The bodies of work produced by gifted artists are reflective
of their real-time and cumulative life experiences. Allen Ginsberg, born in 1926 in New Jersey
to Jewish parents, fully embodied
sex, drugs, and rock ‘n’ roll. His father Louis was
a poet and teacher. His mother Naomi was a communist who suffered from mental
illness, including paranoid delusions of persecution. Trusting only Allen, she
walked naked around their home. He missed considerable school to visit her in institutions.
Amid Louis’s divorcing Naomi and
remarrying, Allen sought solace in reading and writing. At sixteen, he wrote
letters to newspapers and stuffed envelopes for Democratic Party campaigns. The seeds of his artistry and activism were planted
in the soil when he vowed
to devote his life to helping the working class if Columbia University accepted
him. Columbia did accept him, and Ginsberg kept his word, immersing himself
for the next half century in sex, drugs, music, politics, spirituality,
and a quest for self-discovery.
Biographers—and the
artist-activists about whom they write—have published millions of pages about
the poets and novelists coalescing around Columbia in the mid-1940s, including
Jack Kerouac and William S. Burroughs. There was Lucien Carr, who killed an ex–Scout
leader who propositioned him. Kerouac and Burroughs helped conceal the crime.
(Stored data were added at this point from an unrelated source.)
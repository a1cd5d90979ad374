//! Error types shared across chewtrack crates.

use std::path::PathBuf;

use chewtrack_signal_model::ConfigError;

/// Top-level error type for chewtrack operations.
#[derive(Debug, thiserror::Error)]
pub enum ChewError {
    #[error("Processing error: {message}")]
    Processing { message: String },

    #[error("Session error: {message}")]
    Session { message: String },

    #[error("Landmark provider error: {message}")]
    Provider { message: String },

    #[error("Recording error: {message}")]
    Recording { message: String },

    #[error("Configuration error: {message}")]
    Config { message: String },

    #[error("File not found: {path}")]
    FileNotFound { path: PathBuf },

    #[error(transparent)]
    Io(#[from] std::io::Error),

    #[error(transparent)]
    Json(#[from] serde_json::Error),

    #[error(transparent)]
    Other(#[from] anyhow::Error),
}

/// Result type alias using ChewError.
pub type ChewResult<T> = Result<T, ChewError>;

impl ChewError {
    pub fn processing(msg: impl Into<String>) -> Self {
        Self::Processing {
            message: msg.into(),
        }
    }

    pub fn session(msg: impl Into<String>) -> Self {
        Self::Session {
            message: msg.into(),
        }
    }

    pub fn provider(msg: impl Into<String>) -> Self {
        Self::Provider {
            message: msg.into(),
        }
    }

    pub fn recording(msg: impl Into<String>) -> Self {
        Self::Recording {
            message: msg.into(),
        }
    }

    pub fn config(msg: impl Into<String>) -> Self {
        Self::Config {
            message: msg.into(),
        }
    }
}

impl From<ConfigError> for ChewError {
    fn from(err: ConfigError) -> Self {
        Self::config(err.to_string())
    }
}

#[cfg(test)]
mod tests {
    use super::*;

    #[test]
    fn test_config_error_conversion() {
        let err: ChewError = ConfigError::Zero {
            field: "buffer_capacity",
        }
        .into();
        assert_eq!(
            err.to_string(),
            "Configuration error: buffer_capacity must be greater than zero"
        );
    }
}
Seven years later, Burroughs killed his wife while attempting to shoot a bottle
off her head.
While reading dozens of international
authors and developing their “New Vision” for America and its literature, these
seekers experimented with a wide array of drugs, and drank endless bottles of
wine. Ginsberg’s drug experimentation was rooted in
his 1948 auditory hallucination while reading William Blake. First believing it
was God’s voice, Ginsberg realized it was Blake’s, reading several of his poems.
Over three days, Allen experienced Universal Interconnectedness, a revelation
that everything in the Universe is connected to everything else, including to
him. Although he was not high during this revelation, Ginsberg tried to
recapture through drugs the bliss the hallucinations brought.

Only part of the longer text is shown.